Code Thoroughly for Burns

Question: Our patient has two burns: a second-degree burn on her right wrist and a first-degree burn on the back of her right hand. How many diagnosis codes do I need to report for these burns?

Answer: You'll need to report at least two codes to fully describe your patient's burns, says Lisa Selman-Holman, JD, BSN, RN, HCS-D, COS-C, consultant and principal of Selman--Holman & Associates and CoDR -- Coding Done Right in Denton, Texas. It's true that when a patient has multiple burns of the same local site, you need only list a code for the burn with the highest degree. But your patient's burns involve two different local sites -- the wrist and back of hand.

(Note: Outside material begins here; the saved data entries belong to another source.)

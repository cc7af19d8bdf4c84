//! Process-wide environment record.
//!
//! Writes go through [`StateWriter`], which is only handed to the
//! initialization sequencer, detectors, provider configuration, the
//! submission collaborator and the interactive readiness path. Everything
//! else reads through [`StateReader`].

use std::sync::{Arc, RwLock};

use alloy::primitives::{Address, U256};
use serde::{Deserialize, Serialize};
use serde_json::Value;

use crate::domain::{AssistConfig, CategoryCode, ProviderGeneration, ProviderHandle};
use crate::ports::PortError;

/// A submission handed to the wallet and not yet settled.
#[derive(Debug, Clone, PartialEq, Serialize, Deserialize)]
#[serde(rename_all = "camelCase")]
pub struct PendingTransaction {
    pub id: u64,
    pub category: CategoryCode,
    pub tx_object: Value,
    pub method_name: Option<String>,
}

#[derive(Debug, Clone, PartialEq, Serialize, Deserialize)]
#[serde(rename_all = "camelCase")]
pub struct EnvironmentState {
    pub version: String,
    pub config: Option<AssistConfig>,
    pub mobile_device: bool,
    pub valid_browser: bool,
    pub web3_wallet: bool,
    pub access_to_accounts: bool,
    pub legacy_wallet: bool,
    pub modern_wallet: bool,
    pub wallet_logged_in: bool,
    pub wallet_enabled: bool,
    pub correct_network: bool,
    pub minimum_balance: bool,
    /// Unknown until the backend rejects the network.
    pub supported_network: bool,
    /// Unknown until the backend rejects the key.
    pub valid_api_key: bool,
    pub legacy_web3: bool,
    pub modern_web3: bool,
    pub web3_instance: Option<ProviderHandle>,
    pub current_network: Option<u64>,
    pub accounts: Vec<Address>,
    pub account_balance: Option<U256>,
    /// Transactions awaiting approval; entries leave once the send settles.
    pub transaction_queue: Vec<PendingTransaction>,
}

impl Default for EnvironmentState {
    fn default() -> Self {
        Self {
            version: String::new(),
            config: None,
            mobile_device: false,
            valid_browser: false,
            web3_wallet: false,
            access_to_accounts: false,
            legacy_wallet: false,
            modern_wallet: false,
            wallet_logged_in: false,
            wallet_enabled: false,
            correct_network: false,
            minimum_balance: false,
            supported_network: true,
            valid_api_key: true,
            legacy_web3: false,
            modern_web3: false,
            web3_instance: None,
            current_network: None,
            accounts: Vec::new(),
            account_balance: None,
            transaction_queue: Vec::new(),
        }
    }
}

impl EnvironmentState {
    pub fn provider_generation(&self) -> Option<ProviderGeneration> {
        if self.legacy_web3 {
            Some(ProviderGeneration::Legacy)
        } else if self.modern_web3 {
            Some(ProviderGeneration::Modern)
        } else {
            None
        }
    }

    pub fn mobile_blocked(&self) -> bool {
        self.config.as_ref().is_some_and(|c| c.mobile_blocked)
    }

    pub fn headless_mode(&self) -> bool {
        self.config.as_ref().is_some_and(|c| c.headless_mode)
    }

    /// Mobile device whose configuration lets it transact untouched.
    pub fn mobile_passthrough(&self) -> bool {
        self.mobile_device && !self.mobile_blocked()
    }
}

#[derive(Debug, Clone)]
pub struct StateReader {
    inner: Arc<RwLock<EnvironmentState>>,
}

impl StateReader {
    pub fn read<T>(&self, f: impl FnOnce(&EnvironmentState) -> T) -> Result<T, PortError> {
        let g = self
            .inner
            .read()
            .map_err(|e| PortError::Transport(format!("state lock poisoned: {e}")))?;
        Ok(f(&g))
    }

    pub fn snapshot(&self) -> Result<EnvironmentState, PortError> {
        self.read(EnvironmentState::clone)
    }
}

#[derive(Debug, Clone, Default)]
pub struct StateWriter {
    inner: Arc<RwLock<EnvironmentState>>,
}

impl StateWriter {
    pub fn new(state: EnvironmentState) -> Self {
        Self {
            inner: Arc::new(RwLock::new(state)),
        }
    }

    pub fn reader(&self) -> StateReader {
        StateReader {
            inner: Arc::clone(&self.inner),
        }
    }

    pub fn update<T>(&self, f: impl FnOnce(&mut EnvironmentState) -> T) -> Result<T, PortError> {
        let mut g = self
            .inner
            .write()
            .map_err(|e| PortError::Transport(format!("state lock poisoned: {e}")))?;
        Ok(f(&mut g))
    }

    pub fn read<T>(&self, f: impl FnOnce(&EnvironmentState) -> T) -> Result<T, PortError> {
        self.reader().read(f)
    }

    pub fn snapshot(&self) -> Result<EnvironmentState, PortError> {
        self.reader().snapshot()
    }
}
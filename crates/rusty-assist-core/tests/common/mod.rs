#![allow(dead_code)]

use std::sync::atomic::{AtomicUsize, Ordering};
use std::sync::{Arc, Mutex};

use alloy::json_abi::Function;
use alloy::primitives::Address;
use async_trait::async_trait;
use serde_json::{json, Value};

use rusty_assist_core::{
    Assist, AssistConfig, AssistError, CategoryCode, Collaborators, DismissHook,
    EnvironmentCheckPort, EnvironmentState, EventRecord, HostPort, InteractiveHandlers,
    InvocationPort, MethodHandle, NotifierPort, PortError, PreparePort, ProviderHandle,
    ProviderPort, StateWriter, Submission, SubmissionPort,
};

#[derive(Default)]
pub struct FakeEnvironment {
    pub runs: AtomicUsize,
    pub failure: Mutex<Option<AssistError>>,
}

#[async_trait]
impl EnvironmentCheckPort for FakeEnvironment {
    async fn check_environment(&self) -> Result<(), AssistError> {
        self.runs.fetch_add(1, Ordering::SeqCst);
        match self.failure.lock().expect("env lock").clone() {
            Some(e) => Err(e),
            None => Ok(()),
        }
    }
}

#[derive(Default)]
pub struct FakePrepare {
    pub categories: Mutex<Vec<CategoryCode>>,
}

#[async_trait]
impl PreparePort for FakePrepare {
    async fn prepare_for_transaction(&self, category: CategoryCode) -> Result<Value, AssistError> {
        self.categories.lock().expect("prepare lock").push(category);
        Ok(json!("prepared"))
    }
}

#[derive(Default)]
pub struct FakeHost {
    pub ambient: Mutex<Option<ProviderHandle>>,
}

impl HostPort for FakeHost {
    fn ambient_provider(&self) -> Option<ProviderHandle> {
        self.ambient.lock().expect("host lock").clone()
    }
}

#[derive(Debug, Clone, PartialEq)]
pub enum ProviderCall {
    Call {
        method: String,
        args: Vec<Value>,
        tx_object: Option<Value>,
        default_block: Option<Value>,
    },
    SendContract {
        method: String,
        args: Vec<Value>,
        tx_object: Value,
    },
    Send {
        tx_object: Value,
    },
    LegacyInvoke {
        method: String,
        args: Vec<Value>,
    },
    ModernInvoke {
        method: String,
        args: Vec<Value>,
    },
}

#[derive(Default)]
pub struct FakeProvider {
    pub calls: Mutex<Vec<ProviderCall>>,
    pub call_result: Mutex<Option<Value>>,
    pub fail_calls: Mutex<bool>,
    pub fail_sends: Mutex<bool>,
}

impl FakeProvider {
    pub fn recorded(&self) -> Vec<ProviderCall> {
        self.calls.lock().expect("provider lock").clone()
    }

    fn push(&self, call: ProviderCall) {
        self.calls.lock().expect("provider lock").push(call);
    }

    fn send_outcome(&self) -> Result<Value, PortError> {
        if *self.fail_sends.lock().expect("provider lock") {
            Err(PortError::Transport("user rejected".to_owned()))
        } else {
            Ok(json!("0xfeed"))
        }
    }
}

#[async_trait]
impl ProviderPort for FakeProvider {
    async fn call(
        &self,
        handle: &MethodHandle,
        args: &[Value],
        tx_object: Option<&Value>,
        default_block: Option<&Value>,
    ) -> Result<Value, PortError> {
        self.push(ProviderCall::Call {
            method: handle.name.clone(),
            args: args.to_vec(),
            tx_object: tx_object.cloned(),
            default_block: default_block.cloned(),
        });
        if *self.fail_calls.lock().expect("provider lock") {
            return Err(PortError::Transport("execution reverted".to_owned()));
        }
        Ok(self
            .call_result
            .lock()
            .expect("provider lock")
            .clone()
            .unwrap_or_else(|| json!("1000")))
    }

    async fn send_contract_transaction(
        &self,
        handle: &MethodHandle,
        args: &[Value],
        tx_object: &Value,
    ) -> Result<Value, PortError> {
        self.push(ProviderCall::SendContract {
            method: handle.name.clone(),
            args: args.to_vec(),
            tx_object: tx_object.clone(),
        });
        self.send_outcome()
    }

    async fn send_transaction(&self, tx_object: &Value) -> Result<Value, PortError> {
        self.push(ProviderCall::Send {
            tx_object: tx_object.clone(),
        });
        self.send_outcome()
    }
}

#[async_trait]
impl InvocationPort for FakeProvider {
    async fn legacy_invoke(
        &self,
        handle: &MethodHandle,
        _entry: &Function,
        args: Vec<Value>,
    ) -> Result<Value, PortError> {
        if !handle.is_bound() {
            return Err(PortError::NotFound(handle.name.clone()));
        }
        self.push(ProviderCall::LegacyInvoke {
            method: handle.name.clone(),
            args,
        });
        Ok(json!("legacy"))
    }

    async fn modern_invoke(
        &self,
        handle: &MethodHandle,
        _entry: &Function,
        args: Vec<Value>,
    ) -> Result<Value, PortError> {
        if !handle.is_bound() {
            return Err(PortError::NotFound(handle.name.clone()));
        }
        self.push(ProviderCall::ModernInvoke {
            method: handle.name.clone(),
            args,
        });
        Ok(json!("modern"))
    }
}

/// Submission collaborator that sends straight through and records.
#[derive(Default)]
pub struct FakeSubmission {
    pub submissions: Mutex<Vec<Submission>>,
}

impl FakeSubmission {
    pub fn recorded(&self) -> Vec<Submission> {
        self.submissions.lock().expect("submission lock").clone()
    }
}

#[async_trait]
impl SubmissionPort for FakeSubmission {
    async fn submit(&self, submission: Submission) -> Result<Value, AssistError> {
        self.submissions
            .lock()
            .expect("submission lock")
            .push(submission.clone());
        Ok(submission.send.send(&submission.tx_object).await?)
    }
}

#[derive(Default)]
pub struct RecordingNotifier {
    pub events: Mutex<Vec<EventRecord>>,
    pub hooks: Mutex<Vec<DismissHook>>,
}

impl RecordingNotifier {
    pub fn events(&self) -> Vec<EventRecord> {
        self.events.lock().expect("notifier lock").clone()
    }

    pub fn dismiss_latest(&self) -> bool {
        let hook = self.hooks.lock().expect("notifier lock").pop();
        match hook {
            Some(hook) => {
                hook();
                true
            }
            None => false,
        }
    }
}

impl NotifierPort for RecordingNotifier {
    fn notify(&self, event: EventRecord, handlers: Option<InteractiveHandlers>) {
        self.events.lock().expect("notifier lock").push(event);
        if let Some(hook) = handlers.and_then(|h| h.on_dismiss) {
            self.hooks.lock().expect("notifier lock").push(hook);
        }
    }
}

pub struct Harness {
    pub state: StateWriter,
    pub environment: Arc<FakeEnvironment>,
    pub prepare: Arc<FakePrepare>,
    pub host: Arc<FakeHost>,
    pub provider: Arc<FakeProvider>,
    pub submission: Arc<FakeSubmission>,
    pub notifier: Arc<RecordingNotifier>,
}

impl Harness {
    pub fn new() -> Self {
        Self {
            state: StateWriter::default(),
            environment: Arc::new(FakeEnvironment::default()),
            prepare: Arc::new(FakePrepare::default()),
            host: Arc::new(FakeHost::default()),
            provider: Arc::new(FakeProvider::default()),
            submission: Arc::new(FakeSubmission::default()),
            notifier: Arc::new(RecordingNotifier::default()),
        }
    }

    pub fn collaborators(&self) -> Collaborators {
        Collaborators {
            environment: self.environment.clone(),
            prepare: self.prepare.clone(),
            host: self.host.clone(),
            invocation: self.provider.clone(),
            provider: self.provider.clone(),
            submission: self.submission.clone(),
            notifier: self.notifier.clone(),
        }
    }

    pub async fn init(&self, config: AssistConfig) -> Assist {
        Assist::init(Some(config), self.state.clone(), self.collaborators())
            .await
            .expect("init assist")
    }

    /// Sets every readiness flag to its passing value.
    pub fn make_ready(&self) {
        self.set(|s| {
            s.mobile_device = false;
            s.valid_browser = true;
            s.web3_wallet = true;
            s.access_to_accounts = true;
            s.modern_wallet = true;
            s.wallet_logged_in = true;
            s.wallet_enabled = true;
            s.correct_network = true;
            s.minimum_balance = true;
        });
    }

    pub fn set(&self, f: impl FnOnce(&mut EnvironmentState)) {
        self.state.update(f).expect("update state");
    }
}

pub fn legacy_provider() -> ProviderHandle {
    ProviderHandle::new("web3", "0.20.7")
}

pub fn modern_provider() -> ProviderHandle {
    ProviderHandle::new("web3", "1.0.0-beta.36")
}

pub fn config_with(provider: ProviderHandle) -> AssistConfig {
    AssistConfig {
        web3: Some(provider),
        ..AssistConfig::new("dapp-123")
    }
}

pub fn headless_config() -> AssistConfig {
    AssistConfig {
        headless_mode: true,
        ..config_with(modern_provider())
    }
}

pub fn transfer_fn() -> Function {
    Function::parse("function transfer(address to, uint256 amount) returns (bool)")
        .expect("parse transfer")
}

pub fn balance_of_fn() -> Function {
    Function::parse("function balanceOf(address owner) view returns (uint256)")
        .expect("parse balanceOf")
}

pub fn token_address() -> Address {
    "0x000000000000000000000000000000000000CAFE"
        .parse()
        .expect("valid token address")
}

pub fn recipient() -> Value {
    json!("0x000000000000000000000000000000000000dEaD")
}
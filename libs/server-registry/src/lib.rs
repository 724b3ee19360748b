//! # server-registry
//!
//! Announces a server as "up" by creating an ephemeral, sequential node under
//! a shared root in a ZooKeeper-style coordination store, and removes it on
//! shutdown or request. Other components discover live servers by listing the
//! root's children; liveness itself comes from the store's session mechanism.
//!
//! This library provides:
//! - **Registration client** with register/delete/update and a listing of
//!   the servers currently registered.
//! - **Store seam** ([`CoordinationStore`]) covering the handful of node
//!   operations registration needs.
//! - **ZooKeeper backend** that waits, bounded by the session timeout, for the
//!   session to come up before handing out a client.
//! - **In-memory backend** with sessions and expiry simulation, for tests and
//!   single-process setups.
//! - **Config** loadable from YAML or JSON.
//!
//! ```no_run
//! # async fn run() -> server_registry::RegistryResult<()> {
//! use server_registry::{RegistrationClient, RegistryConfig};
//!
//! let client = RegistrationClient::connect(&RegistryConfig::default()).await?;
//! client.register(b"10.0.0.7:9090").await?;
//! // ... serve ...
//! client.close().await?;
//! # Ok(())
//! # }
//! ```

pub mod client;
pub mod config;
pub mod error;
pub mod memory;
pub mod path;
pub mod store;
pub mod zookeeper;

// Re-export key types for convenient access
pub use client::{DeleteOutcome, RegisterOutcome, RegistrationClient, ServerEntry};
pub use config::RegistryConfig;
pub use error::{RegistryError, RegistryResult};
pub use memory::{MemoryStore, StoreStats};
pub use store::{CoordinationStore, CreateMode, NodeStat};
pub use zookeeper::{SessionState, ZkStore};
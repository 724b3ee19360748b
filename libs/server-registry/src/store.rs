//! The coordination store seam.
//!
//! [`CoordinationStore`] is the small slice of a ZooKeeper-style client that
//! registration needs. It is not meant to be used by applications directly;
//! [`RegistrationClient`] wraps it and keeps track of the node it owns.
//!
//! [`RegistrationClient`]: crate::RegistrationClient

use async_trait::async_trait;

use crate::error::RegistryResult;

/// How a node is created.
#[derive(Debug, Clone, Copy, PartialEq, Eq, Hash)]
pub enum CreateMode {
    /// Survives the session that created it.
    Persistent,
    /// Removed by the store when the creating session ends.
    Ephemeral,
    /// Persistent, with a store-assigned counter appended to the name.
    PersistentSequential,
    /// Ephemeral, with a store-assigned counter appended to the name.
    EphemeralSequential,
}

impl CreateMode {
    /// Whether the node is bound to the creating session.
    pub fn is_ephemeral(self) -> bool {
        matches!(self, CreateMode::Ephemeral | CreateMode::EphemeralSequential)
    }

    /// Whether the store appends a counter to the requested name.
    pub fn is_sequential(self) -> bool {
        matches!(
            self,
            CreateMode::PersistentSequential | CreateMode::EphemeralSequential
        )
    }
}

/// Node metadata returned by [`CoordinationStore::exists`].
#[derive(Debug, Clone, Copy, PartialEq, Eq, Default)]
pub struct NodeStat {
    /// Data version, bumped on every write of the payload.
    pub version: i32,
    /// Session id of the owner for ephemeral nodes, `0` otherwise.
    pub ephemeral_owner: i64,
    /// Payload length in bytes.
    pub data_length: i32,
    /// Number of direct children.
    pub num_children: i32,
}

impl NodeStat {
    /// Whether the node is bound to a session.
    pub fn is_ephemeral(&self) -> bool {
        self.ephemeral_owner != 0
    }
}

/// Operations consumed from the coordination service.
///
/// All access control is open; deletes never check versions.
#[async_trait]
pub trait CoordinationStore: Send + Sync + 'static {
    /// Metadata of the node at `path`, `None` if there is no such node.
    async fn exists(&self, path: &str) -> RegistryResult<Option<NodeStat>>;

    /// Create a node and return the path actually assigned, which differs
    /// from `path` for sequential modes.
    async fn create(&self, path: &str, data: &[u8], mode: CreateMode) -> RegistryResult<String>;

    /// Delete the node at `path` regardless of its version.
    async fn delete(&self, path: &str) -> RegistryResult<()>;

    /// Names (not paths) of the direct children of `path`.
    async fn children(&self, path: &str) -> RegistryResult<Vec<String>>;

    /// Payload of the node at `path`.
    async fn get_data(&self, path: &str) -> RegistryResult<Vec<u8>>;

    /// End the session. Ephemeral nodes it owns are removed by the store.
    async fn close(&self) -> RegistryResult<()>;
}
//! Registry configuration.
//!
//! Read from YAML (or JSON, which is valid YAML). Every field has a default,
//! so an empty document is a valid config.

use std::path::Path;
use std::time::Duration;

use serde::{Deserialize, Deserializer, de};
use tracing::debug;

use crate::error::{RegistryError, RegistryResult};
use crate::path;

/// Default ZooKeeper ensemble.
pub const DEFAULT_CONNECT_STRING: &str = "127.0.0.1:2181";
/// Default session timeout.
pub const DEFAULT_SESSION_TIMEOUT: Duration = Duration::from_millis(5000);
/// Default parent node for server entries.
pub const DEFAULT_ROOT_PATH: &str = "/servers";
/// Default name prefix of server entries.
pub const DEFAULT_NODE_PREFIX: &str = "server_";

/// Where to register and how to reach the coordination store.
#[derive(Debug, Clone, PartialEq, Eq, Deserialize)]
#[serde(default, deny_unknown_fields)]
pub struct RegistryConfig {
    /// Comma separated `host:port` list of the ensemble.
    pub connect_string: String,
    /// Session timeout; also bounds the wait for the first connection.
    #[serde(deserialize_with = "deserialize_duration")]
    pub session_timeout: Duration,
    /// Parent node of server entries.
    pub root_path: String,
    /// Name prefix of server entries.
    pub node_prefix: String,
}

impl Default for RegistryConfig {
    fn default() -> Self {
        Self {
            connect_string: DEFAULT_CONNECT_STRING.to_owned(),
            session_timeout: DEFAULT_SESSION_TIMEOUT,
            root_path: DEFAULT_ROOT_PATH.to_owned(),
            node_prefix: DEFAULT_NODE_PREFIX.to_owned(),
        }
    }
}

impl RegistryConfig {
    /// Read and validate a config file.
    pub fn parse<P: AsRef<Path>>(path: P) -> RegistryResult<Self> {
        let path = path.as_ref();
        let text = std::fs::read_to_string(path).map_err(|e| {
            RegistryError::Config(format!("failed to read config at {}: {e}", path.display()))
        })?;
        let config = Self::parse_str(text)?;
        debug!(?config, path = %path.display(), "loaded registry config");
        Ok(config)
    }

    /// Decode and validate a config document.
    pub fn parse_str<S: AsRef<str>>(s: S) -> RegistryResult<Self> {
        let s = s.as_ref();
        let config: Self = if s.trim().is_empty() {
            Self::default()
        } else {
            serde_yaml::from_str(s)
                .map_err(|e| RegistryError::Config(format!("invalid registry config: {e}")))?
        };
        config.validate()?;
        Ok(config)
    }

    /// Check field values that serde can't.
    pub fn validate(&self) -> RegistryResult<()> {
        if self.connect_string.trim().is_empty() {
            return Err(RegistryError::Config("connect_string is empty".into()));
        }
        if self.session_timeout.is_zero() {
            return Err(RegistryError::Config("session_timeout cannot be zero".into()));
        }
        path::validate(&self.root_path)?;
        if self.node_prefix.is_empty() || self.node_prefix.contains('/') {
            return Err(RegistryError::Config(format!(
                "node_prefix '{}' must be a non-empty name without '/'",
                self.node_prefix
            )));
        }
        Ok(())
    }
}

/// Parse `"500ms"`, `"5s"`, `"2m"` or a bare number of milliseconds.
pub fn parse_duration(s: &str) -> Result<Duration, String> {
    let s = s.trim();
    if s.is_empty() {
        return Err("empty duration string".into());
    }

    let end = s.find(|c: char| !c.is_ascii_digit()).unwrap_or(s.len());
    let (num, unit) = s.split_at(end);
    let num = num
        .parse::<u64>()
        .map_err(|e| format!("invalid number in '{s}': {e}"))?;

    let millis = match unit.trim() {
        "" | "ms" => Some(num),
        "s" => num.checked_mul(1_000),
        "m" => num.checked_mul(60_000),
        other => {
            return Err(format!(
                "unknown time unit '{other}', only 'ms', 's' or 'm' are supported"
            ));
        }
    };
    millis
        .map(Duration::from_millis)
        .ok_or_else(|| "duration value overflow".into())
}

#[derive(Deserialize)]
#[serde(untagged)]
enum WireDuration {
    Millis(u64),
    String(String),
}

fn deserialize_duration<'de, D>(de: D) -> Result<Duration, D::Error>
where
    D: Deserializer<'de>,
{
    match WireDuration::deserialize(de)? {
        WireDuration::Millis(ms) => Ok(Duration::from_millis(ms)),
        WireDuration::String(s) => parse_duration(&s).map_err(de::Error::custom),
    }
}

The code for the burn on the wrist is 944.27 (Burn of wrist[s] and hand[s]; blisters, epidermal loss [second degree]; wrist) and the code for the burn on the back of the hand is 944.16 (...erythema [first degree]; back of hand).

Go further: You may also want to include a code from the 948.xx set (Burns classified according to extent of body surface involved) to represent the total body surface area (TBSA) of your patient's burn. In the scenario you present, your patient's burns impact less than 10 percent of her body surface because they impact only sections of one arm. Each arm makes up 9 percent of a patient's total body surface, according to the "Rule of Nines" upon which the 948.xx codes are based.

When assigning a code from the 948.xx category, the fourth digit indicates the percentage of total body surface involved in a burn of any degree. The fifth digit identifies the percentage of the patient's body surface involved in a third degree burn. You'll assign the fifth digit "0" when less than 10 percent or no body surface is impacted by a third degree burn.

So, in your patient's case, with burns on less than 10 percent of her TBSA and no mention of third-degree burns, you would report 948.00 (Burn [any degree] involving less than 10 percent of body surface; less than 10 percent or unspecified).

Tip: Including 948 is especially important when you are coding for patients with third-degree burns.